◆ **RECORDS FOR THE EXERCISE**
·····
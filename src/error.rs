use thiserror::Error;

#[derive(Error, Debug)]
pub enum HeuristicError {
    #[error("cell ({row}, {col}) is outside the {height}x{width} grid")]
    OutOfBounds {
        row: i32,
        col: i32,
        height: usize,
        width: usize,
    },

    #[error("expected {expected} cells, got {actual}")]
    DimensionMismatch { expected: usize, actual: usize },

    #[error("goal letter {0:?} is not an ASCII letter")]
    InvalidGoalLetter(char),

    #[error("goal at ({row}, {col}) is placed on a wall")]
    GoalOnWall { row: i16, col: i16 },

    #[error("grid of {height}x{width} cells is too large")]
    GridTooLarge { height: usize, width: usize },

    #[error("level line {line}: {message}")]
    Level { line: usize, message: String },

    #[error("I/O error: {0}")]
    Io(#[from] std::io::Error),

    #[error("invalid argument: {0}")]
    InvalidArgument(String),
}

pub type Result<T> = std::result::Result<T, HeuristicError>;
//! Client-Connection – Verwaltet eine einzelne TCP-Verbindung
//!
//! Jede TCP-Verbindung bekommt eine `ClientConnection` in einem eigenen
//! tokio-Task und eine frische ConnectionId. Die Verbindung haengt sich
//! sofort beim Broadcaster an – auch vor dem Join muss sie
//! Fehlermeldungen empfangen koennen.
//!
//! ## Keepalive
//! - Server sendet alle `keepalive_sek` einen Ping
//! - Client muss innerhalb von `verbindungs_timeout_sek` irgendein
//!   Frame schicken
//! - Bei Timeout wird die Verbindung getrennt

use futures_util::{SinkExt, StreamExt};
use plausch_core::types::ConnectionId;
use plausch_protocol::event::ServerEvent;
use plausch_protocol::wire::{FrameCodec, ServerCodec};
use std::net::SocketAddr;
use std::sync::Arc;
use std::time::{Duration, Instant};
use tokio::net::TcpStream;
use tokio_util::codec::Framed;

use crate::dispatcher::{DispatcherContext, MessageDispatcher};
use crate::server_state::RelayState;

/// Verarbeitet eine einzelne TCP-Verbindung
///
/// Liest Frames via `ServerCodec`, dispatcht an `MessageDispatcher` und
/// schreibt alles was der Broadcaster fuer diese Verbindung einreiht.
/// Laeuft in einem eigenen tokio-Task.
pub struct ClientConnection {
    state: Arc<RelayState>,
    peer_addr: SocketAddr,
}

impl ClientConnection {
    /// Erstellt eine neue ClientConnection
    pub fn neu(state: Arc<RelayState>, peer_addr: SocketAddr) -> Self {
        Self { state, peer_addr }
    }

    /// Startet die Verbindungs-Verarbeitungsschleife
    ///
    /// Diese Methode laeuft bis die Verbindung getrennt wird oder ein
    /// Shutdown-Signal eingeht.
    pub async fn verarbeiten(
        self,
        stream: TcpStream,
        mut shutdown_rx: tokio::sync::watch::Receiver<bool>,
    ) {
        let peer_addr = self.peer_addr;
        let keepalive_intervall = Duration::from_secs(self.state.config.keepalive_sek);
        let timeout_dauer = Duration::from_secs(self.state.config.verbindungs_timeout_sek);

        // Frische ID pro Socket – nie wiederverwendet
        let connection_id = ConnectionId::new();
        tracing::info!(peer = %peer_addr, connection_id = %connection_id, "Neue Verbindung");

        // Framed-Stream mit ServerCodec einrichten
        let codec: ServerCodec = FrameCodec::with_max_size(self.state.config.max_frame_groesse);
        let mut framed = Framed::new(stream, codec);

        // Empfangs-Queue des Broadcasters (Broadcaster -> TCP)
        let mut empfangs_queue = self.state.broadcaster.verbindung_registrieren(connection_id);

        let ctx = DispatcherContext {
            peer_addr,
            connection_id,
        };
        let dispatcher = MessageDispatcher::neu(Arc::clone(&self.state));

        // Zeitpunkt des letzten empfangenen Frames
        let mut letzter_empfang = Instant::now();
        // Zeitpunkt des naechsten Ping
        let mut naechster_ping = Instant::now() + keepalive_intervall;

        loop {
            let jetzt = Instant::now();

            // Timeout-Pruefung
            if jetzt.duration_since(letzter_empfang) > timeout_dauer {
                tracing::warn!(peer = %peer_addr, "Verbindungs-Timeout");
                break;
            }

            // Naechsten Ping-Zeitpunkt berechnen
            let ping_verzoegerung = if jetzt < naechster_ping {
                naechster_ping.duration_since(jetzt)
            } else {
                Duration::from_millis(1)
            };

            tokio::select! {
                // Eingehendes Ereignis vom Client
                frame = framed.next() => {
                    match frame {
                        Some(Ok(ereignis)) => {
                            letzter_empfang = Instant::now();

                            if let Some(antwort) = dispatcher.dispatch(ereignis, &ctx) {
                                if let Err(e) = framed.send(antwort).await {
                                    tracing::warn!(
                                        peer = %peer_addr,
                                        fehler = %e,
                                        "Senden fehlgeschlagen"
                                    );
                                    break;
                                }
                            }
                        }
                        Some(Err(e)) => {
                            tracing::warn!(
                                peer = %peer_addr,
                                fehler = %e,
                                "Frame-Lesefehler"
                            );
                            break;
                        }
                        None => {
                            // Verbindung geschlossen
                            tracing::info!(peer = %peer_addr, "Verbindung vom Client getrennt");
                            break;
                        }
                    }
                }

                // Ausgehendes Ereignis aus dem Broadcaster
                Some(ausgehend) = empfangs_queue.recv() => {
                    if let Err(e) = framed.send(ausgehend).await {
                        tracing::warn!(
                            peer = %peer_addr,
                            fehler = %e,
                            "Broadcast-Senden fehlgeschlagen"
                        );
                        break;
                    }
                }

                // Keepalive-Ping
                _ = tokio::time::sleep(ping_verzoegerung) => {
                    if jetzt >= naechster_ping {
                        let ts = std::time::SystemTime::now()
                            .duration_since(std::time::UNIX_EPOCH)
                            .unwrap_or_default()
                            .as_millis() as u64;

                        if let Err(e) = framed.send(ServerEvent::ping(ts)).await {
                            tracing::warn!(
                                peer = %peer_addr,
                                fehler = %e,
                                "Ping-Senden fehlgeschlagen"
                            );
                            break;
                        }
                        naechster_ping = Instant::now() + keepalive_intervall;
                    }
                }

                // Shutdown-Signal
                Ok(()) = shutdown_rx.changed() => {
                    if *shutdown_rx.borrow() {
                        tracing::info!(peer = %peer_addr, "Shutdown-Signal – Verbindung wird getrennt");
                        let abschied = ServerEvent::fehler("Server wird heruntergefahren");
                        let _ = framed.send(abschied).await;
                        break;
                    }
                }
            }
        }

        // Cleanup beim Verbindungsende: Offline-Markierung stoesst
        // Anruf-Ende und Austritts-Meldung ueber die Registry-Listener an
        dispatcher.client_cleanup(&connection_id);

        tracing::info!(peer = %peer_addr, connection_id = %connection_id, "Verbindungs-Task beendet");
    }
}
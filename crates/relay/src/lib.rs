//! plausch-relay – Session-, Presence- und Anruf-Relay
//!
//! Dieses Crate implementiert den Kern des Plausch-Servers: Verbindungs-
//! Registry, begrenztes Nachrichten-Log, Presence-Fan-out, Anruf-
//! Koordination und die zustandslose WebRTC-Signalisierungs-Weiterleitung.
//!
//! ## Architektur
//!
//! ```text
//! TCP Listener (RelayServer)
//!     |
//!     v
//! ClientConnection (pro Verbindung ein Task, frische ConnectionId)
//!     |
//!     v
//! MessageDispatcher
//!     |
//!     +-- JoinHandler    (Beitritt, Validierung)
//!     +-- ChatHandler    (Nachrichten, Tipp-Indikatoren)
//!     +-- CallHandler    (Initiieren, Antworten, Beenden)
//!     +-- WebrtcHandler  (Offer/Answer/ICE durchreichen)
//!
//! ConnectionRegistry – Wer ist bekannt, wer ist online; Bereinigung
//! MessageLog         – Begrenztes FIFO der letzten 100 Nachrichten
//! AnrufKoordinator   – Live-Tabelle + Zustandsmaschine pro Anruf
//! PresenceMelder     – Beitritt/Austritt/Tippen verkuenden
//! EventBroadcaster   – Unicast / Broadcast / Broadcast-ausser-Absender
//! ```
//!
//! Der Trennungs-Pfad laeuft ueber Registry-Listener: `offline_markieren`
//! stoesst Anruf-Ende und Austritts-Meldung an, die spaetere Bereinigung
//! den Roster-Refresh. Die Registry kennt dabei weder Koordinator noch
//! Melder.

pub mod broadcast;
pub mod calls;
pub mod connection;
pub mod dispatcher;
pub mod error;
pub mod handlers;
pub mod history;
pub mod presence;
pub mod registry;
pub mod server_state;
pub mod tcp;

#[cfg(test)]
mod tests;

// Bequeme Re-Exporte
pub use broadcast::EventBroadcaster;
pub use calls::AnrufKoordinator;
pub use connection::ClientConnection;
pub use dispatcher::MessageDispatcher;
pub use error::{RelayError, RelayResult};
pub use history::MessageLog;
pub use presence::PresenceMelder;
pub use registry::ConnectionRegistry;
pub use server_state::{RelayConfig, RelayState};
pub use tcp::RelayServer;
//! Plausch Server – Einstiegspunkt
//!
//! Laedt die Konfiguration, initialisiert das Logging und startet den
//! Server.

use anyhow::Result;
use plausch_server::{config::ServerConfig, Server};

#[tokio::main]
async fn main() -> Result<()> {
    // Konfigurationsdatei-Pfad aus Umgebungsvariable oder Standard
    let config_pfad = std::env::var("PLAUSCH_CONFIG").unwrap_or_else(|_| "config.toml".into());

    // Konfiguration laden (Standardwerte falls Datei fehlt)
    let config = ServerConfig::laden(&config_pfad)?;

    // Logging initialisieren
    logging_initialisieren(&config.logging.level, &config.logging.format);

    tracing::info!(
        version = env!("CARGO_PKG_VERSION"),
        config = %config_pfad,
        "Plausch Server wird initialisiert"
    );

    // Server starten
    let server = Server::neu(config);
    server.starten().await?;

    Ok(())
}

/// Initialisiert tracing-subscriber mit dem konfigurierten Level und Format
fn logging_initialisieren(level: &str, format: &str) {
    use tracing_subscriber::{fmt, EnvFilter};

    let filter = EnvFilter::try_from_default_env().unwrap_or_else(|_| EnvFilter::new(level));

    match format {
        "json" => {
            fmt()
                .json()
                .with_env_filter(filter)
                .with_target(true)
                .with_thread_ids(true)
                .init();
        }
        _ => {
            fmt().with_env_filter(filter).with_target(true).init();
        }
    }
}
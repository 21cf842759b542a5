//! plausch-server – Bibliotheks-Root
//!
//! Deklariert die Server-Module und verdrahtet beim Start alle
//! Subsysteme: Relay-Zustand samt Registry-Listenern, TCP-Listener und
//! die Upload-Verzeichnisse des Blob-Stores.

pub mod config;

use anyhow::Result;
use std::path::Path;
use tokio::sync::watch;

use config::ServerConfig;
use plausch_blob::BlobArt;
use plausch_relay::{RelayServer, RelayState};

/// Haelt den laufenden Server-Zustand zusammen
pub struct Server {
    pub config: ServerConfig,
}

impl Server {
    /// Erstellt einen neuen Server aus der gegebenen Konfiguration
    pub fn neu(config: ServerConfig) -> Self {
        Self { config }
    }

    /// Startet alle Server-Subsysteme und laeuft bis zum Shutdown-Signal
    ///
    /// Reihenfolge:
    /// 1. Upload-Verzeichnisse des Blob-Stores anlegen
    /// 2. Relay-Zustand aufbauen (Registry-Listener verdrahten)
    /// 3. TCP-Listener starten (Relay-Protokoll)
    /// 4. Auf Ctrl-C / SIGTERM warten, dann Shutdown signalisieren
    pub async fn starten(self) -> Result<()> {
        tracing::info!(
            server_name = %self.config.server.name,
            tcp = %self.config.tcp_bind_adresse(),
            "Server startet"
        );

        // Upload-Verzeichnisse anlegen (Wurzel + ein Ordner pro Medien-Art)
        let wurzel = Path::new(&self.config.blob.upload_verzeichnis);
        for art in [BlobArt::Profil, BlobArt::Bild, BlobArt::Video, BlobArt::Sprache] {
            let verzeichnis = wurzel.join(art.unterordner());
            tokio::fs::create_dir_all(&verzeichnis).await?;
        }
        tracing::info!(
            verzeichnis = %wurzel.display(),
            "Upload-Verzeichnisse bereit"
        );

        // Shutdown-Kanal: ein Signal fuer Listener, Verbindungs-Tasks
        // und die Bereinigungs-Tasks der Registry
        let (shutdown_tx, shutdown_rx) = watch::channel(false);

        // Relay-Zustand aufbauen und verdrahten
        let state = RelayState::neu(self.config.relay_config(), shutdown_rx.clone());

        // TCP-Listener starten
        let bind_addr = self.config.tcp_bind_adresse().parse()?;
        let relay_server = RelayServer::neu(state, bind_addr);
        let listener_task = tokio::spawn(relay_server.starten(shutdown_rx));

        tracing::info!("Server laeuft. Warte auf Shutdown-Signal (Ctrl-C)...");
        tokio::signal::ctrl_c().await?;

        tracing::info!("Shutdown-Signal empfangen, Server wird beendet");
        let _ = shutdown_tx.send(true);
        let _ = listener_task.await;

        Ok(())
    }
}
//! Ereignis-Dispatcher – Routet ClientEvents an die richtigen Handler
//!
//! Der Dispatcher empfaengt ClientEvents von einer ClientConnection,
//! klassifiziert sie und reicht sie an Registry, Nachrichten-Log oder
//! Anruf-Koordinator weiter. Jedes Ereignis wird vollstaendig behandelt
//! (Mutation + resultierende Broadcasts) bevor das naechste derselben
//! Verbindung dran ist.
//!
//! Der Rueckgabewert ist die optionale Direktantwort an den Ausloeser
//! (praktisch immer eine Fehlermeldung); aller Fan-out laeuft ueber den
//! EventBroadcaster.

use plausch_core::types::ConnectionId;
use plausch_protocol::event::{ClientEvent, ServerEvent};
use std::net::SocketAddr;
use std::sync::Arc;

use crate::handlers::{call_handler, chat_handler, join_handler, webrtc_handler};
use crate::server_state::RelayState;

/// Dispatcher-Kontext – Informationen ueber die aktuelle Verbindung
pub struct DispatcherContext {
    /// Peer-Adresse (fuer Logging)
    pub peer_addr: SocketAddr,
    /// Beim Socket-Accept vergebene Verbindungs-ID
    pub connection_id: ConnectionId,
}

/// Zentraler Ereignis-Dispatcher
pub struct MessageDispatcher {
    state: Arc<RelayState>,
}

impl MessageDispatcher {
    /// Erstellt einen neuen Dispatcher
    pub fn neu(state: Arc<RelayState>) -> Self {
        Self { state }
    }

    /// Verarbeitet ein eingehendes ClientEvent
    ///
    /// Gibt `Some` zurueck wenn eine Direktantwort an den Ausloeser
    /// gesendet werden soll.
    pub fn dispatch(&self, ereignis: ClientEvent, ctx: &DispatcherContext) -> Option<ServerEvent> {
        let id = ctx.connection_id;

        match ereignis {
            // -------------------------------------------------------------------
            // Praesenz
            // -------------------------------------------------------------------
            ClientEvent::Join(req) => join_handler::handle_join(req, id, &self.state),

            ClientEvent::TypingStart => chat_handler::handle_typing(id, true, &self.state),

            ClientEvent::TypingStop => chat_handler::handle_typing(id, false, &self.state),

            // -------------------------------------------------------------------
            // Chat
            // -------------------------------------------------------------------
            ClientEvent::SendMessage(req) => {
                chat_handler::handle_send_message(req, id, &self.state)
            }

            // -------------------------------------------------------------------
            // Anrufe
            // -------------------------------------------------------------------
            ClientEvent::InitiateCall(req) => {
                call_handler::handle_initiate_call(req, id, &self.state)
            }

            ClientEvent::RespondToCall(req) => {
                call_handler::handle_respond_to_call(req, id, &self.state)
            }

            ClientEvent::EndCall(req) => call_handler::handle_end_call(req, id, &self.state),

            ClientEvent::RelaySignal(req) => {
                webrtc_handler::handle_relay_signal(req, id, &self.state)
            }

            // -------------------------------------------------------------------
            // Keepalive
            // -------------------------------------------------------------------
            ClientEvent::Ping(ping) => {
                let server_ts = std::time::SystemTime::now()
                    .duration_since(std::time::UNIX_EPOCH)
                    .unwrap_or_default()
                    .as_millis() as u64;
                Some(ServerEvent::pong(ping.timestamp_ms, server_ts))
            }

            ClientEvent::Pong(_) => {
                // Pong-Antworten vom Client werden nur geloggt (RTT-Messung)
                tracing::trace!(peer = %ctx.peer_addr, "Pong empfangen");
                None
            }
        }
    }

    /// Bereinigt alle Ressourcen einer Verbindung beim Trennen
    ///
    /// Die Offline-Markierung stoesst ueber die Registry-Listener den
    /// Anruf-Koordinator und den Presence-Melder an; hier selbst wird
    /// nichts versendet.
    pub fn client_cleanup(&self, id: &ConnectionId) {
        self.state.registry.offline_markieren(id);
        self.state.broadcaster.verbindung_entfernen(id);

        tracing::debug!(connection_id = %id, "Verbindungs-Ressourcen bereinigt");
    }
}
·····
◆ **TASK INSTRUCTIONS**
Look through the entries above, and wherever a line holds the string "Frames", copy it.

◆ **REPLY**
/// Liest Frames via `ServerCodec`, dispatcht an `MessageDispatcher` und
        // Zeitpunkt des letzten empfangenen Frames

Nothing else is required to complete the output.